Stored data entries:

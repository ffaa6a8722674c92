use crate::geometry::Point;

/// Identity of an active pointer (mouse, pen or a single touch).
#[derive(Clone, Copy, Debug, PartialEq, Eq, Hash, PartialOrd, Ord)]
pub struct PointerId(pub u64);

#[derive(Clone, Copy, Debug, PartialEq)]
pub struct PointerEvent {
    pub id: PointerId,
    /// Client coordinates.
    pub position: Point,
}

impl PointerEvent {
    pub fn new(id: u64, x: f64, y: f64) -> Self {
        Self {
            id: PointerId(id),
            position: Point::new(x, y),
        }
    }
}

/// Raw input delivered by the host.
#[derive(Clone, Copy, Debug, PartialEq)]
pub enum InputEvent {
    PointerDown(PointerEvent),
    PointerMove(PointerEvent),
    PointerUp(PointerEvent),
    PointerCancel(PointerEvent),
    /// Pointer left the interactive surface.
    PointerLeave,
    /// `delta_y > 0` scrolls down, which zooms out.
    Wheel { position: Point, delta_y: f64 },
    ModifierDown,
    ModifierUp,
}

/// Whether the crop widget may also see the event.
#[derive(Clone, Copy, Debug, PartialEq, Eq)]
pub enum Disposition {
    /// Pan, pinch or wheel consumed it; the crop widget must not react.
    Claimed,
    /// Not a transform gesture; the crop widget gets it unobstructed.
    PassThrough,
}

/// Pointer-capture instruction for the host.
#[derive(Clone, Copy, Debug, PartialEq, Eq)]
pub enum Capture {
    None,
    Acquire(PointerId),
    Release(PointerId),
}

#[derive(Clone, Copy, Debug, PartialEq, Eq)]
pub struct Outcome {
    pub disposition: Disposition,
    pub capture: Capture,
    /// Suppress the platform's default scroll handling.
    pub prevent_default: bool,
}

impl Outcome {
    pub fn pass() -> Self {
        Self {
            disposition: Disposition::PassThrough,
            capture: Capture::None,
            prevent_default: false,
        }
    }

    pub fn claimed() -> Self {
        Self {
            disposition: Disposition::Claimed,
            capture: Capture::None,
            prevent_default: false,
        }
    }

    pub fn with_capture(mut self, capture: Capture) -> Self {
        self.capture = capture;
        self
    }

    pub fn is_claimed(&self) -> bool {
        self.disposition == Disposition::Claimed
    }
}
use std::io::Cursor;

use base64::engine::general_purpose::STANDARD as BASE64;
use base64::Engine as _;
use image::{ImageFormat, RgbaImage};

use crate::consts::PNG_DATA_URL_PREFIX;
use crate::error::{CropviewError, Result};

/// Encode as PNG bytes.
pub fn encode_png(image: &RgbaImage) -> Result<Vec<u8>> {
    let mut bytes: Vec<u8> = Vec::new();
    image.write_to(&mut Cursor::new(&mut bytes), ImageFormat::Png)?;
    Ok(bytes)
}

/// Encode as a self-describing `data:image/png;base64,...` string.
pub fn encode_png_data_url(image: &RgbaImage) -> Result<String> {
    let bytes = encode_png(image)?;
    Ok(format!("{PNG_DATA_URL_PREFIX}{}", BASE64.encode(bytes)))
}

/// Recover the PNG bytes from a data string produced by
/// [`encode_png_data_url`].
pub fn decode_data_url(data_url: &str) -> Result<Vec<u8>> {
    let payload = data_url
        .trim()
        .strip_prefix(PNG_DATA_URL_PREFIX)
        .ok_or_else(|| {
            CropviewError::InvalidDataUrl(format!(
                "expected prefix {PNG_DATA_URL_PREFIX:?}"
            ))
        })?;
    Ok(BASE64.decode(payload)?)
}

/// Decode a data string back into pixels.
pub fn data_url_to_image(data_url: &str) -> Result<RgbaImage> {
    let bytes = decode_data_url(data_url)?;
    let img = image::load_from_memory_with_format(&bytes, ImageFormat::Png)?;
    Ok(img.to_rgba8())
}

Required action: Repeat exactly the lines above, starting with the first line of the records and finishing with the line holding "pub enum Disposition". Add no other line.

Task solution:
repository ffaa6a8722674c92
use crate::geometry::Point;

/// Identity of an active pointer (mouse, pen or a single touch).
#[derive(Clone, Copy, Debug, PartialEq, Eq, Hash, PartialOrd, Ord)]
pub struct PointerId(pub u64);

#[derive(Clone, Copy, Debug, PartialEq)]
pub struct PointerEvent {
    pub id: PointerId,
    /// Client coordinates.
    pub position: Point,
}

impl PointerEvent {
    pub fn new(id: u64, x: f64, y: f64) -> Self {
        Self {
            id: PointerId(id),
            position: Point::new(x, y),
        }
    }
}

/// Raw input delivered by the host.
#[derive(Clone, Copy, Debug, PartialEq)]
pub enum InputEvent {
    PointerDown(PointerEvent),
    PointerMove(PointerEvent),
    PointerUp(PointerEvent),
    PointerCancel(PointerEvent),
    /// Pointer left the interactive surface.
    PointerLeave,
    /// `delta_y > 0` scrolls down, which zooms out.
    Wheel { position: Point, delta_y: f64 },
    ModifierDown,
    ModifierUp,
}

/// Whether the crop widget may also see the event.
#[derive(Clone, Copy, Debug, PartialEq, Eq)]
pub enum Disposition {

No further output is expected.